Experience Level Executive Director
Degree Type Bachelor of Science (BS)
Employment Full Time
Working Type Hybrid
Job Reference 0000018497
Salary Type Annually
Industry Pharmaceuticals
Selling Points
Lead impactful clinical quality initiatives in a hybrid executive role. Drive compliance excellence and collaborate across teams for continuous improvement. Gain exposure to regulatory inspections and strategic audits.

Overview

Lead the Clinical Quality Assurance team, ensuring compliance with Good Clinical Practices (GCP) and regulatory guidelines.
Oversee auditing services for clinical programs, including vendor qualification, site audits, and internal system assessments.
Collaborate with cross-functional teams to manage deviations, root cause analysis, and corrective action plans.
Develop and implement study-specific audit plans to support clinical development activities.
Ensure audit reports meet standards and provide recommendations for improvement and compliance.
Provide training for clinical investigator meetings and support regulatory inspections.
Maintain tracking systems for audit activities and provide periodic metrics for review.
Travel as required to conduct audits and collaborate with clinical teams.

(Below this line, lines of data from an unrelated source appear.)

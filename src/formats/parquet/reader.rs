//! Parquet file reader implementation.

use anyhow::{Context, Result};
use arrow::datatypes::SchemaRef;
use arrow::record_batch::RecordBatch;
use async_trait::async_trait;
use futures::TryStreamExt;
use parquet::arrow::async_reader::ParquetRecordBatchStreamBuilder;
use std::sync::Arc;
use tracing::{debug, info};

use crate::error::SourceError;
use crate::formats::reader::{FileMetadata, FileReader};
use crate::io::ByteReader;

use super::adapter::ByteReaderAdapter;

/// Parquet file reader that works with any ByteReader implementation
///
/// Only the footer is read on construction; row data is fetched on demand.
pub struct GenericParquetReader<R: ByteReader> {
    reader: Arc<R>,
    schema: SchemaRef,
    metadata: FileMetadata,
}

impl<R: ByteReader + 'static> GenericParquetReader<R> {
    /// Create a new ParquetReader by reading the file metadata
    pub async fn new(reader: R) -> Result<Self> {
        let reader = Arc::new(reader);
        let (builder, file_size_bytes) = Self::open(&reader).await?;

        let parquet_metadata = builder.metadata();
        let metadata = FileMetadata {
            file_size_bytes,
            num_rows: parquet_metadata.file_metadata().num_rows() as u64,
            num_row_groups: parquet_metadata.num_row_groups(),
        };
        let schema = Arc::clone(builder.schema());

        info!(
            columns = schema.fields().len(),
            rows = metadata.num_rows,
            row_groups = metadata.num_row_groups,
            bytes = metadata.file_size_bytes,
            "Read Parquet footer"
        );

        Ok(Self {
            reader,
            schema,
            metadata,
        })
    }

    /// Open a fresh adapter and decode the footer into a stream builder
    async fn open(
        reader: &Arc<R>,
    ) -> Result<(ParquetRecordBatchStreamBuilder<ByteReaderAdapter<R>>, u64)> {
        let adapter = ByteReaderAdapter::new(Arc::clone(reader))
            .await
            .context("Failed to open data source")?;
        let file_size = adapter.object_size();

        let builder = ParquetRecordBatchStreamBuilder::new(adapter)
            .await
            .map_err(SourceError::from)
            .context("Failed to read Parquet metadata")?;

        Ok((builder, file_size))
    }
}

#[async_trait]
impl<R: ByteReader + 'static> FileReader for GenericParquetReader<R> {
    fn schema(&self) -> SchemaRef {
        Arc::clone(&self.schema)
    }

    fn metadata(&self) -> FileMetadata {
        self.metadata.clone()
    }

    async fn read_rows(&self, limit: Option<usize>) -> Result<Vec<RecordBatch>> {
        if limit == Some(0) {
            return Ok(Vec::new());
        }

        let (builder, _) = Self::open(&self.reader).await?;
        let builder = match limit {
            Some(limit) => builder.with_limit(limit),
            None => builder,
        };

        let stream = builder
            .build()
            .map_err(SourceError::from)
            .context("Failed to build Parquet stream")?;

        let batches: Vec<RecordBatch> = stream
            .try_collect()
            .await
            .map_err(SourceError::from)
            .context("Failed to read record batch")?;

        debug!(
            batches = batches.len(),
            rows = batches.iter().map(RecordBatch::num_rows).sum::<usize>(),
            "Read Parquet rows"
        );

        Ok(batches)
    }
}

#[cfg(test)]
mod tests {
    use super::*;
    use crate::error::{SourceErrorKind, source_error_kind};
    use crate::io::LocalFileByteReader;
    use arrow::array::{Float64Array, Int32Array, StringArray};
    use arrow::datatypes::{DataType, Field, Schema};
    use parquet::arrow::ArrowWriter;
    use parquet::file::properties::WriterProperties;
    use std::io::Write;
    use tempfile::NamedTempFile;

    /// Helper to create a test Parquet file
    fn create_test_parquet_file(num_rows: usize, row_group_size: usize) -> NamedTempFile {
        let temp_file = NamedTempFile::new().unwrap();

        let schema = Arc::new(Schema::new(vec![
            Field::new("id", DataType::Int32, false),
            Field::new("name", DataType::Utf8, true),
            Field::new("value", DataType::Float64, true),
        ]));

        let props = WriterProperties::builder()
            .set_max_row_group_size(row_group_size)
            .build();

        let file = std::fs::File::create(temp_file.path()).unwrap();
        let mut writer = ArrowWriter::try_new(file, Arc::clone(&schema), Some(props)).unwrap();

        let batch = RecordBatch::try_new(
            Arc::clone(&schema),
            vec![
                Arc::new(Int32Array::from_iter_values(0..num_rows as i32)),
                Arc::new(StringArray::from_iter_values(
                    (0..num_rows).map(|i| format!("name_{}", i)),
                )),
                Arc::new(Float64Array::from_iter_values(
                    (0..num_rows).map(|i| i as f64 * 1.5),
                )),
            ],
        )
        .unwrap();

        writer.write(&batch).unwrap();
        writer.close().unwrap();
        temp_file
    }

    #[tokio::test]
    async fn test_parquet_reader_metadata() {
        let temp_file = create_test_parquet_file(1000, 100);
        let reader = LocalFileByteReader::new(temp_file.path());

        let parquet_reader = GenericParquetReader::new(reader).await.unwrap();
        let metadata = parquet_reader.metadata();

        assert!(metadata.file_size_bytes > 0);
        assert_eq!(metadata.num_rows, 1000);
        assert_eq!(metadata.num_row_groups, 10);
    }

    #[tokio::test]
    async fn test_schema_keeps_declared_order() {
        let temp_file = create_test_parquet_file(10, 100);
        let reader = LocalFileByteReader::new(temp_file.path());

        let parquet_reader = GenericParquetReader::new(reader).await.unwrap();
        let schema = parquet_reader.schema();

        let names: Vec<&str> = schema.fields().iter().map(|f| f.name().as_str()).collect();
        assert_eq!(names, vec!["id", "name", "value"]);
        assert_eq!(schema.field(0).data_type(), &DataType::Int32);
        assert!(!schema.field(0).is_nullable());
    }

    #[tokio::test]
    async fn test_read_rows_with_limit() {
        let temp_file = create_test_parquet_file(1000, 100);
        let reader = LocalFileByteReader::new(temp_file.path());
        let parquet_reader = GenericParquetReader::new(reader).await.unwrap();

        let batches = parquet_reader.read_rows(Some(5)).await.unwrap();
        let rows: usize = batches.iter().map(RecordBatch::num_rows).sum();
        assert_eq!(rows, 5);

        let ids = batches[0]
            .column(0)
            .as_any()
            .downcast_ref::<Int32Array>()
            .unwrap();
        assert_eq!(ids.value(0), 0);
    }

    #[tokio::test]
    async fn test_read_all_rows() {
        let temp_file = create_test_parquet_file(1000, 100);
        let reader = LocalFileByteReader::new(temp_file.path());
        let parquet_reader = GenericParquetReader::new(reader).await.unwrap();

        let batches = parquet_reader.read_rows(None).await.unwrap();
        let rows: usize = batches.iter().map(RecordBatch::num_rows).sum();
        assert_eq!(rows, 1000);
    }

    #[tokio::test]
    async fn test_zero_limit_reads_nothing() {
        let temp_file = create_test_parquet_file(10, 100);
        let reader = LocalFileByteReader::new(temp_file.path());
        let parquet_reader = GenericParquetReader::new(reader).await.unwrap();

        assert!(parquet_reader.read_rows(Some(0)).await.unwrap().is_empty());
    }

    /// Reports a size but refuses every range request
    struct ForbiddenReader;

    #[async_trait]
    impl ByteReader for ForbiddenReader {
        async fn size(&self) -> Result<u64> {
            Ok(4096)
        }

        async fn read_range(&self, _start: u64, _end: u64) -> Result<Vec<u8>> {
            Err(SourceError::AccessDenied {
                bucket: "datalake".to_string(),
                key: "flights.parquet".to_string(),
                source: "403 Forbidden".into(),
            }
            .into())
        }
    }

    #[tokio::test]
    async fn test_failed_range_read_keeps_category() {
        let err = GenericParquetReader::new(ForbiddenReader).await.err().unwrap();
        assert_eq!(source_error_kind(&err), Some(SourceErrorKind::AccessDenied));
        assert!(format!("{:#}", err).contains("Access denied"));
    }

    #[tokio::test]
    async fn test_not_parquet_is_decode_error() {
        let mut temp_file = NamedTempFile::new().unwrap();
        writeln!(temp_file, "id,name").unwrap();
        writeln!(temp_file, "1,Alice").unwrap();
        temp_file.flush().unwrap();

        let reader = LocalFileByteReader::new(temp_file.path());
        let err = GenericParquetReader::new(reader).await.err().unwrap();
        assert_eq!(source_error_kind(&err), Some(SourceErrorKind::Decode));
    }
}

Key Responsibilities & Duties

Schedule, conduct, and supervise GCP audit services for clinical development activities.
Review and assess audit reports, ensuring compliance with SOPs and regulatory guidelines.
Collaborate with clinical teams to resolve audit findings and implement corrective actions.
Plan and conduct GLP and GCP vendor audits, ensuring adherence to best practices.
Provide consultation on vendor performance issues and develop corrective action plans.
Supervise remote vendor audits and ensure follow-up actions are completed.
Maintain audit tracking systems and provide metrics for management review.
Assist in regulatory inspections and provide GCP training as required.

Job Requirements

Bachelor’s degree in Nursing, Health Science, or related field required.
Minimum 15 years of experience in clinical auditing and compliance roles.
Expertise in GCP auditing, including clinical reports, investigational sites, and vendor assessments.
Knowledge of US and ICH GCP regulations and guidelines.
Proficiency in clinical safety and trial management systems like ARISg and TrackWise.
Strong interpersonal, communication, and organizational skills.
Ability to manage competing timelines and work under pressure.
Willingness to travel 40-60% for audits and collaborations.